_Task description:_ Look for the string "ProgressStrategy" in the listing. Copy each line that has it.

_Information provided:_
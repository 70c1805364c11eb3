//! Milestone domain model
//!
//! A milestone is a point-in-time checkpoint with a single target date
//! (`planned_end_date`). It never "runs": it is either reached, missed,
//! delayed or cancelled.

use chrono::{DateTime, Utc};
use serde::{Deserialize, Serialize};
use tracing::debug;

use super::id::ItemId;
use super::item::{parse_date, DateError, ItemCore, ItemStatus, TransitionError};

const MILLIS_PER_DAY: i64 = 86_400_000;

#[derive(Debug, Clone, PartialEq, Serialize, Deserialize)]
pub struct Milestone {
    #[serde(flatten)]
    pub core: ItemCore,
}

impl Milestone {
    pub fn new(id: ItemId, name: impl Into<String>) -> Self {
        Self {
            core: ItemCore::new(id, name),
        }
    }

    /// Sets the target date
    pub fn with_target(mut self, target: DateTime<Utc>) -> Self {
        self.core.planned_end_date = Some(target);
        self
    }

    /// Sets the target date from a string (RFC 3339 or YYYY-MM-DD)
    pub fn with_target_str(self, target: &str) -> Result<Self, DateError> {
        let target = parse_date(target)?;
        Ok(self.with_target(target))
    }

    pub fn id(&self) -> &ItemId {
        &self.core.id
    }

    pub fn status(&self) -> ItemStatus {
        self.core.status
    }

    pub fn target_date(&self) -> Option<DateTime<Utc>> {
        self.core.planned_end_date
    }

    fn is_open(&self) -> bool {
        matches!(
            self.core.status,
            ItemStatus::Pending | ItemStatus::Waiting | ItemStatus::Delayed
        )
    }

    fn reject(&self, action: &'static str) -> TransitionError {
        TransitionError::new(&self.core.id, action, self.core.status)
    }

    pub fn reach(&mut self) -> Result<(), TransitionError> {
        self.reach_at(Utc::now())
    }

    /// Marks the milestone Completed at the given instant
    pub fn reach_at(&mut self, at: DateTime<Utc>) -> Result<(), TransitionError> {
        if !self.is_open() {
            return Err(self.reject("reach"));
        }
        self.core.transition(ItemStatus::Completed, at);
        debug!(milestone = %self.core.id, on_time = self.is_reached_on_time(), "milestone reached");
        Ok(())
    }

    pub fn miss(&mut self, reason: Option<&str>) -> Result<(), TransitionError> {
        if !self.is_open() {
            return Err(self.reject("miss"));
        }
        self.core.record_reason("miss", reason);
        self.core.transition(ItemStatus::Failed, Utc::now());
        Ok(())
    }

    /// Moves the target date and marks the milestone Delayed
    pub fn delay(
        &mut self,
        new_target: DateTime<Utc>,
        reason: Option<&str>,
    ) -> Result<(), TransitionError> {
        if !self.is_open() {
            return Err(self.reject("delay"));
        }
        self.core.record_reason("delay", reason);
        self.core.planned_end_date = Some(new_target);
        self.core.transition(ItemStatus::Delayed, Utc::now());
        Ok(())
    }

    pub fn cancel(&mut self, reason: Option<&str>) -> Result<(), TransitionError> {
        if !self.is_open() {
            return Err(self.reject("cancel"));
        }
        self.core.record_reason("cancellation", reason);
        self.core.transition(ItemStatus::Cancelled, Utc::now());
        Ok(())
    }

    pub(crate) fn set_waiting(&mut self, waiting: bool) {
        match (self.core.status, waiting) {
            (ItemStatus::Pending, true) => self.core.status = ItemStatus::Waiting,
            (ItemStatus::Waiting, false) => self.core.status = ItemStatus::Pending,
            _ => {}
        }
    }

    /// True only when reached no later than the target date (equality is on time)
    pub fn is_reached_on_time(&self) -> bool {
        if self.core.status != ItemStatus::Completed {
            return false;
        }
        match (self.core.actual_end_date, self.core.planned_end_date) {
            (Some(actual), Some(planned)) => actual <= planned,
            _ => false,
        }
    }

    /// Whole days early (positive) or late (negative), rounded down
    pub fn days_early_or_late(&self) -> Option<i64> {
        if self.core.status != ItemStatus::Completed {
            return None;
        }
        let planned = self.core.planned_end_date?;
        let actual = self.core.actual_end_date?;
        let diff = (planned - actual).num_milliseconds();
        Some(diff.div_euclid(MILLIS_PER_DAY))
    }
}
//! Progress tracking with pluggable weighting strategies

use serde::{Deserialize, Serialize};
use std::collections::BTreeMap;
use std::fmt;
use std::str::FromStr;

use super::id::ItemId;
use super::stage::Stage;
use super::timeline::Timeline;

/// Computes stage and timeline progress as percentages in `0..=100`
pub trait ProgressStrategy: Send + Sync {
    fn name(&self) -> &'static str;

    fn stage_progress(&self, stage: &Stage) -> f64 {
        if stage.status().is_complete() {
            100.0
        } else {
            stage.task_completion_percentage()
        }
    }

    /// Relative weight of a stage in the timeline total
    fn stage_weight(&self, stage: &Stage) -> f64;

    fn timeline_progress(&self, timeline: &Timeline) -> f64 {
        weighted_average(timeline, |s| self.stage_weight(s), |s| self.stage_progress(s))
    }
}

fn weighted_average(
    timeline: &Timeline,
    weight: impl Fn(&Stage) -> f64,
    progress: impl Fn(&Stage) -> f64,
) -> f64 {
    let mut total_weight = 0.0;
    let mut sum = 0.0;
    for stage in timeline.stages() {
        let w = weight(stage);
        total_weight += w;
        sum += w * progress(stage);
    }
    if total_weight <= 0.0 {
        return 0.0;
    }
    (sum / total_weight).clamp(0.0, 100.0)
}

/// Every stage counts the same
#[derive(Debug, Clone, Copy, Default)]
pub struct EqualWeight;

impl ProgressStrategy for EqualWeight {
    fn name(&self) -> &'static str {
        "equal"
    }

    fn stage_weight(&self, _stage: &Stage) -> f64 {
        1.0
    }
}

/// Stages weighted by priority rank (Critical=4 ... Low=1)
#[derive(Debug, Clone, Copy, Default)]
pub struct PriorityBased;

impl ProgressStrategy for PriorityBased {
    fn name(&self) -> &'static str {
        "priority"
    }

    fn stage_weight(&self, stage: &Stage) -> f64 {
        stage.core.priority.rank() as f64
    }
}

/// Stages weighted by estimated task hours
///
/// Stage progress is completed hours over estimated hours, or the plain task
/// ratio when no task carries an estimate. When no stage has any estimate
/// the timeline falls back to equal weights.
#[derive(Debug, Clone, Copy, Default)]
pub struct TimeBased;

impl ProgressStrategy for TimeBased {
    fn name(&self) -> &'static str {
        "time"
    }

    fn stage_progress(&self, stage: &Stage) -> f64 {
        if stage.status().is_complete() {
            return 100.0;
        }
        let estimated = stage.estimated_hours();
        if estimated > 0.0 {
            (stage.completed_estimated_hours() / estimated * 100.0).clamp(0.0, 100.0)
        } else {
            stage.task_completion_percentage()
        }
    }

    fn stage_weight(&self, stage: &Stage) -> f64 {
        stage.estimated_hours()
    }

    fn timeline_progress(&self, timeline: &Timeline) -> f64 {
        let any_estimate = timeline.stages().any(|s| s.estimated_hours() > 0.0);
        if any_estimate {
            weighted_average(timeline, |s| self.stage_weight(s), |s| self.stage_progress(s))
        } else {
            weighted_average(timeline, |_| 1.0, |s| self.stage_progress(s))
        }
    }
}

/// Selects a built-in strategy by name (config files and CLI flags)
#[derive(Debug, Clone, Copy, Default, PartialEq, Eq, Serialize, Deserialize)]
#[serde(rename_all = "lowercase")]
pub enum StrategyKind {
    #[default]
    Equal,
    Priority,
    Time,
}

impl StrategyKind {
    pub fn as_str(&self) -> &'static str {
        match self {
            StrategyKind::Equal => "equal",
            StrategyKind::Priority => "priority",
            StrategyKind::Time => "time",
        }
    }

    pub fn strategy(&self) -> Box<dyn ProgressStrategy> {
        match self {
            StrategyKind::Equal => Box::new(EqualWeight),
            StrategyKind::Priority => Box::new(PriorityBased),
            StrategyKind::Time => Box::new(TimeBased),
        }
    }
}

impl fmt::Display for StrategyKind {
    fn fmt(&self, f: &mut fmt::Formatter<'_>) -> fmt::Result {
        f.write_str(self.as_str())
    }
}

impl FromStr for StrategyKind {
    type Err = String;

    fn from_str(s: &str) -> Result<Self, Self::Err> {
        match s.to_lowercase().as_str() {
            "equal" | "equal_weight" | "equal-weight" => Ok(StrategyKind::Equal),
            "priority" | "priority_based" | "priority-based" => Ok(StrategyKind::Priority),
            "time" | "time_based" | "time-based" => Ok(StrategyKind::Time),
            _ => Err(format!(
                "Unknown progress strategy '{}' (expected equal, priority or time)",
                s
            )),
        }
    }
}

/// Per-item breakdown of a timeline's progress
#[derive(Debug, Clone, PartialEq, Serialize)]
pub struct DetailedProgress {
    pub strategy: &'static str,
    pub overall: f64,
    pub stages: BTreeMap<ItemId, f64>,
    /// Milestone id to whether it has been reached
    pub milestones: BTreeMap<ItemId, bool>,
}

/// Progress calculator over a swappable strategy
pub struct ProgressTracker {
    strategy: Box<dyn ProgressStrategy>,
}

impl Default for ProgressTracker {
    fn default() -> Self {
        Self::new(StrategyKind::default())
    }
}

impl ProgressTracker {
    pub fn new(kind: StrategyKind) -> Self {
        Self {
            strategy: kind.strategy(),
        }
    }

    pub fn with_strategy(strategy: Box<dyn ProgressStrategy>) -> Self {
        Self { strategy }
    }

    pub fn set_strategy(&mut self, strategy: Box<dyn ProgressStrategy>) {
        self.strategy = strategy;
    }

    pub fn strategy_name(&self) -> &'static str {
        self.strategy.name()
    }

    pub fn timeline_progress(&self, timeline: &Timeline) -> f64 {
        self.strategy.timeline_progress(timeline)
    }

    pub fn stage_progress(&self, stage: &Stage) -> f64 {
        self.strategy.stage_progress(stage)
    }

    pub fn detailed_progress(&self, timeline: &Timeline) -> DetailedProgress {
        DetailedProgress {
            strategy: self.strategy.name(),
            overall: self.timeline_progress(timeline),
            stages: timeline
                .stages()
                .map(|s| (s.id().clone(), self.stage_progress(s)))
                .collect(),
            milestones: timeline
                .milestones()
                .map(|m| (m.id().clone(), m.status().is_complete()))
                .collect(),
        }
    }
}
/// A measurable signal tracked during a stage (error rate, latency, ...)
#[derive(Debug, Clone, PartialEq, Serialize, Deserialize)]
#[serde(rename_all = "camelCase")]
pub struct Metric {
    pub id: String,
    pub name: String,
    #[serde(default, skip_serializing_if = "Option::is_none")]
    pub target: Option<f64>,
    #[serde(default, skip_serializing_if = "Option::is_none")]
    pub value: Option<f64>,
    #[serde(default, skip_serializing_if = "Option::is_none")]
    pub unit: Option<String>,
}

/// Value bound to a feature flag for the duration of a stage
#[derive(Debug, Clone, PartialEq, Eq, Serialize, Deserialize)]
#[serde(untagged)]
pub enum FlagValue {
    Bool(bool),
    Variant(String),
}

impl From<bool> for FlagValue {
    fn from(value: bool) -> Self {
        FlagValue::Bool(value)
    }
}

impl From<&str> for FlagValue {
    fn from(value: &str) -> Self {
        FlagValue::Variant(value.to_string())
    }
}

/// A deployment phase
#[derive(Debug, Clone, PartialEq, Serialize, Deserialize)]
#[serde(rename_all = "camelCase")]
pub struct Stage {
    #[serde(flatten)]
    pub core: ItemCore,

    #[serde(default)]
    pub tasks: Vec<StageTask>,

    #[serde(default)]
    pub resources: Vec<Resource>,

    #[serde(default)]
    pub metrics: Vec<Metric>,

    #[serde(default)]
    pub feature_flags: BTreeMap<String, FlagValue>,

    #[serde(default)]
    pub ab_tests: Vec<String>,
}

_Task answer:_
pub trait ProgressStrategy: Send + Sync {
impl ProgressStrategy for EqualWeight {
impl ProgressStrategy for PriorityBased {
impl ProgressStrategy for TimeBased {
    pub fn strategy(&self) -> Box<dyn ProgressStrategy> {
    strategy: Box<dyn ProgressStrategy>,
    pub fn with_strategy(strategy: Box<dyn ProgressStrategy>) -> Self {
    pub fn set_strategy(&mut self, strategy: Box<dyn ProgressStrategy>) {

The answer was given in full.